▶ [Dataset entries]
* * * * * * * * *

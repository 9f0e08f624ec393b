//! Keygen command - materialize the master key file on first run.

use std::fs;
use std::path::PathBuf;

use anyhow::{Context, Result};
use chatfs_core::MasterKey;
use clap::Args as ClapArgs;
use tracing::instrument;

use crate::config::AppConfig;

#[derive(ClapArgs, Clone)]
pub struct Args {
    /// Overwrite an existing key file
    #[arg(long)]
    pub force: bool,
}

#[instrument(level = "info", name = "cmd::keygen", skip_all)]
pub fn execute(config: &AppConfig, args: &Args) -> Result<()> {
    let key_path = config.master_key_file();

    if key_path.exists() && !args.force {
        anyhow::bail!(
            "master key file already exists at {}; pass --force to overwrite (this makes every previously \
             uploaded file unreadable)",
            key_path.display()
        );
    }

    if let Some(parent) = key_path.parent() {
        fs::create_dir_all(parent).with_context(|| format!("failed to create {}", parent.display()))?;
    }

    let key = MasterKey::generate();
    write_key_file(&key_path, &key)?;

    println!("Generated master key at {}", key_path.display());
    Ok(())
}

fn write_key_file(path: &PathBuf, key: &MasterKey) -> Result<()> {
    use base64::Engine as _;
    let encoded = base64::engine::general_purpose::STANDARD.encode(key.as_bytes());
    fs::write(path, encoded).with_context(|| format!("failed to write {}", path.display()))?;
    restrict_permissions(path)?;
    Ok(())
}

#[cfg(unix)]
fn restrict_permissions(path: &PathBuf) -> Result<()> {
    use std::os::unix::fs::PermissionsExt;
    let perms = fs::Permissions::from_mode(0o600);
    fs::set_permissions(path, perms).with_context(|| format!("failed to restrict permissions on {}", path.display()))
}

#[cfg(not(unix))]
fn restrict_permissions(_path: &PathBuf) -> Result<()> {
    Ok(())
}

* * * * * * * * *

▶ [WHAT THE TASK ASKS] Print all the entries exactly as written.

▶ [ANSWER FOR THIS EXERCISE]
repository 9f0e08f624ec393b
//! Keygen command - materialize the master key file on first run.

use std::fs;
use std::path::PathBuf;

use anyhow::{Context, Result};
use chatfs_core::MasterKey;
use clap::Args as ClapArgs;
use tracing::instrument;

use crate::config::AppConfig;

#[derive(ClapArgs, Clone)]
pub struct Args {
    /// Overwrite an existing key file
    #[arg(long)]
    pub force: bool,
}

#[instrument(level = "info", name = "cmd::keygen", skip_all)]
pub fn execute(config: &AppConfig, args: &Args) -> Result<()> {
    let key_path = config.master_key_file();

    if key_path.exists() && !args.force {
        anyhow::bail!(
            "master key file already exists at {}; pass --force to overwrite (this makes every previously \
             uploaded file unreadable)",
            key_path.display()
        );
    }

    if let Some(parent) = key_path.parent() {
        fs::create_dir_all(parent).with_context(|| format!("failed to create {}", parent.display()))?;
    }

    let key = MasterKey::generate();
    write_key_file(&key_path, &key)?;

    println!("Generated master key at {}", key_path.display());
    Ok(())
}

fn write_key_file(path: &PathBuf, key: &MasterKey) -> Result<()> {
    use base64::Engine as _;
    let encoded = base64::engine::general_purpose::STANDARD.encode(key.as_bytes());
    fs::write(path, encoded).with_context(|| format!("failed to write {}", path.display()))?;
    restrict_permissions(path)?;
    Ok(())
}

#[cfg(unix)]
fn restrict_permissions(path: &PathBuf) -> Result<()> {
    use std::os::unix::fs::PermissionsExt;
    let perms = fs::Permissions::from_mode(0o600);
    fs::set_permissions(path, perms).with_context(|| format!("failed to restrict permissions on {}", path.display()))
}

#[cfg(not(unix))]
fn restrict_permissions(_path: &PathBuf) -> Result<()> {
    Ok(())
}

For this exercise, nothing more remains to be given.